What will your drink cost you 2 smMyth One: 'I know how much I can drink to stay below the legal limit.'


You must not drive if you are above the following limits in the UK (Scotish limits are below):

  • 35 micrograms of alcohol per 100 millilitres of breath
  • 80 milligrams of alcohol per 100 millilitres of blood
  • 107 milligrams of alcohol in 100 millilitres of urine.

In Scotland it is

  • 22 micrograms of alcohol per 100 millilitres of breath
  • 50 milligrams of alcohol per 100 millilitres of blood
  • 67 milligrams of alcohol per 100 millilitres of urine

(Correct on 22 Feb 2016. Always check The drink drive limit page on the gov.uk site)


  • It is impossible to say how much alcohol you can drink and stay below the legal limit.
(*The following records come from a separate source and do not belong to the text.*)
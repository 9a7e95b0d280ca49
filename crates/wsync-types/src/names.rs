//! Naming rules for record ids and collection names.
//!
//! - Record ids must be non-empty, at most [`MAX_NAME_LEN`] characters, and
//!   must not contain `/`
//! - `parentid` / `predecessorid` references share the length bound but
//!   carry no character restriction of their own
//! - Collection names are at most [`MAX_NAME_LEN`] characters
//!
//! Lengths are counted in characters, not bytes.

/// Maximum length of a record id, reference id, or collection name.
pub const MAX_NAME_LEN: usize = 64;

/// Returns `true` if `id` is acceptable as a record id.
///
/// # Examples
///
/// ```
/// use wsync_types::names::is_valid_record_id;
///
/// assert!(is_valid_record_id("{a1b2c3}"));
/// assert!(!is_valid_record_id(""));
/// assert!(!is_valid_record_id("a/b"));
/// ```
pub fn is_valid_record_id(id: &str) -> bool {
    !id.is_empty() && within_limit(id) && !id.contains('/')
}

/// Returns `true` if `id` fits the length bound for parent/predecessor links.
pub fn is_valid_reference_id(id: &str) -> bool {
    within_limit(id)
}

/// Returns `true` if `name` fits the length bound for collection names.
pub fn is_valid_collection_name(name: &str) -> bool {
    within_limit(name)
}

fn within_limit(s: &str) -> bool {
    s.chars().count() <= MAX_NAME_LEN
}

#[cfg(test)]
mod tests {
    use super::*;
    use proptest::prelude::*;

    #[test]
    fn record_id_boundaries() {
        assert!(is_valid_record_id(&"x".repeat(64)));
        assert!(!is_valid_record_id(&"x".repeat(65)));
        assert!(!is_valid_record_id("/"));
    }

    #[test]
    fn multibyte_ids_count_characters() {
        let id = "é".repeat(64);
        assert!(id.len() > 64);
        assert!(is_valid_record_id(&id));
    }

    #[test]
    fn reference_ids_may_be_empty_or_contain_slash() {
        assert!(is_valid_reference_id(""));
        assert!(is_valid_reference_id("a/b"));
        assert!(!is_valid_reference_id(&"p".repeat(65)));
    }

    #[test]
    fn collection_name_length() {
        assert!(is_valid_collection_name("bookmarks"));
        assert!(!is_valid_collection_name(&"c".repeat(65)));
    }

    proptest! {
        #[test]
        fn ids_with_slash_are_never_valid(prefix in "[a-z0-9]{0,30}", suffix in "[a-z0-9]{0,30}") {
            let id = format!("{prefix}/{suffix}");
            prop_assert!(!is_valid_record_id(&id));
        }

        #[test]
        fn short_slashless_ids_are_valid(id in "[A-Za-z0-9_{}-]{1,64}") {
            prop_assert!(is_valid_record_id(&id));
        }
    }
}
Alcohol intake depends on a number of factors, including the individual's response to alcohol
  • Your system continues to absorb alcohol even after you've finished drinking
  • Without taking a breath test there is no way of knowing how much alcohol is in your system.
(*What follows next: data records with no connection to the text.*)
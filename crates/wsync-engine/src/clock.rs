//! Timestamp authority: the source of `modified` values for writes.

use std::sync::Mutex;

use wsync_types::Timestamp;

/// Source of modification timestamps.
///
/// Values are two-decimal seconds. Consecutive calls inside one 10ms window
/// may return equal values; callers must not rely on strict increase.
pub trait Clock: Send + Sync {
    fn now(&self) -> Timestamp;
}

/// Wall-clock time from the system clock.
#[derive(Clone, Copy, Debug, Default)]
pub struct SystemClock;

impl Clock for SystemClock {
    fn now(&self) -> Timestamp {
        Timestamp::now()
    }
}

/// A clock that starts at a fixed instant and advances by `step` seconds on
/// every read. Gives deterministic, strictly increasing timestamps for tests
/// and replays.
#[derive(Debug)]
pub struct ManualClock {
    next: Mutex<Timestamp>,
    step: f64,
}

impl ManualClock {
    pub fn new(start: Timestamp, step: f64) -> Self {
        Self {
            next: Mutex::new(start),
            step,
        }
    }

    /// Move the clock to `to` without returning a reading.
    pub fn set(&self, to: Timestamp) {
        let mut next = self.next.lock().unwrap_or_else(|e| e.into_inner());
        *next = to;
    }
}

impl Clock for ManualClock {
    fn now(&self) -> Timestamp {
        let mut next = self.next.lock().unwrap_or_else(|e| e.into_inner());
        let now = *next;
        *next = now.add_secs(self.step);
        now
    }
}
The best way to make sure you are not over the limit is not to drink and drive.

Myth Two: 'Drink doesn't affect the way I drive.'


  • If you have drunk at least twice the current drink drive limit then you are 50 times more likely to be involved in a fatal collision.

Myth Three: 'I haven't had a drink since last night, I can't be still over the limit.' 


  • Many people drive the morning after they have been drinking. However, there may still be alcohol in their system and if they are stopped and breathlysed they could be over the limit. It takes longer than you think for alcohol to leave your body.
  • Take a Saturday night's drinking:

    • At midnight you may have 200 milligrams per 100 millilitres of blood in your system. This is 2½ times the drink drive limit
    • At 7.30 am there will still be 90 milligrams per 100 millilitres in your system - you are still over the drink-drive limit
    • By lunchtime you will still have about 20 milligrams within your system, not above the limit, but still enough to adversely affect your driving.  
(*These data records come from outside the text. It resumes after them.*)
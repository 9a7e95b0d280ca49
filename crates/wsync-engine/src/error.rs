use thiserror::Error;

/// Errors surfaced by the sync engine.
///
/// Record validation failures are not errors: they are reported in a
/// [`WriteOutcome`](crate::WriteOutcome). Everything here is a failure of the
/// call itself.
#[derive(Debug, Error)]
pub enum EngineError {
    #[error("store error: {0}")]
    Store(#[from] wsync_store::StoreError),

    #[error("validation gate error: {0}")]
    Gate(#[from] wsync_gate::GateError),

    #[error("configuration error: {0}")]
    Config(String),

    #[error("invalid query option '{option}': {reason}")]
    InvalidOption { option: String, reason: String },

    /// A write request mapping had a field of the wrong shape.
    #[error("invalid request field '{field}': {reason}")]
    InvalidRequest { field: String, reason: String },

    #[error("account not found: {0}")]
    AccountNotFound(String),
}

impl EngineError {
    /// Create an invalid-option error.
    pub fn invalid_option(option: impl Into<String>, reason: impl Into<String>) -> Self {
        Self::InvalidOption {
            option: option.into(),
            reason: reason.into(),
        }
    }

    /// Create an invalid-request error.
    pub fn invalid_request(field: impl Into<String>, reason: impl Into<String>) -> Self {
        Self::InvalidRequest {
            field: field.into(),
            reason: reason.into(),
        }
    }

    /// Returns `true` if retrying the call may succeed.
    pub fn is_transient(&self) -> bool {
        match self {
            Self::Store(e) => e.is_transient(),
            Self::Gate(wsync_gate::GateError::Store(e)) => e.is_transient(),
            _ => false,
        }
    }
}

pub type EngineResult<T> = Result<T, EngineError>;
//! Sync storage engine.
//!
//! Ties the record validator, the collection registry, the upsert path and
//! the query engine together over a single [`RecordStore`]. This is the main
//! entry point for applications embedding the storage core.
//!
//! ```
//! use wsync_engine::{QueryOptions, SyncEngine, WriteRequest};
//!
//! let engine = SyncEngine::in_memory();
//! let alice = engine.create_account("alice").unwrap();
//!
//! let outcome = engine
//!     .insert_or_update(&WriteRequest::named(alice.id, "tabs", "t1").with_payload("{}"))
//!     .unwrap();
//! assert!(outcome.is_accepted());
//!
//! let tabs = engine.collection(&alice.id, "tabs").unwrap();
//! let ids = engine.retrieve(&tabs, &QueryOptions::new()).unwrap().ids();
//! assert_eq!(ids, vec!["t1"]);
//! ```

pub mod clock;
pub mod config;
pub mod engine;
pub mod error;
pub mod query;
pub mod registry;
pub mod request;
pub mod upsert;

pub use clock::{Clock, ManualClock, SystemClock};
pub use config::EngineConfig;
pub use engine::SyncEngine;
pub use error::{EngineError, EngineResult};
pub use query::{QueryEngine, QueryOptions, RetrievedItem, Retrieval, SortOrder};
pub use registry::{is_builtin, CollectionRegistry, BUILTIN_COLLECTIONS};
pub use request::{AccountRef, BatchOutcome, CollectionTarget, WriteOutcome, WriteRequest};
pub use upsert::UpsertEngine;

// Re-export key types
pub use wsync_gate::{RecordCandidate, RecordValidator, ValidationError, ValidatorConfig};
pub use wsync_store::{Collection, InMemoryRecordStore, Record, RecordStore, RecordView, StoreError};
pub use wsync_types::{Account, AccountId, CollectionId, Timestamp};
use wsync_store::RecordStore;
use wsync_types::is_valid_collection_name;

use crate::error::{GateError, ValidationError};
use crate::rule::{RecordCandidate, ValidationRule};

/// A collection must be resolved and its name must fit the length bound.
pub struct CollectionRule;

impl ValidationRule for CollectionRule {
    fn name(&self) -> &str {
        "collection"
    }

    fn check(
        &self,
        candidate: &RecordCandidate,
        _store: &dyn RecordStore,
    ) -> Result<Option<ValidationError>, GateError> {
        match &candidate.collection {
            Some(c) if is_valid_collection_name(&c.name) => Ok(None),
            _ => Ok(Some(ValidationError::InvalidCollection)),
        }
    }
}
Myth Four: 'I'll never get caught.'


  • More than half a million breath tests are carried out every year in England and Wales.
  • In Devon and Cornwall in 2015 there were 14,185 roadside breath tests and 1,692 arrests.

If you are convicted of drinking and driving:

  • You will have a criminal record
  • You will be disqualified from driving for at least a year
  • Your next vehicle insurance premium will significantly increase
  • You will have difficulty hiring a car for the next 10 years
  • You may have to retake your driving test and attend rehabilitation to regain your licence.

Doesn't matter where you live drink driving is never a good idea.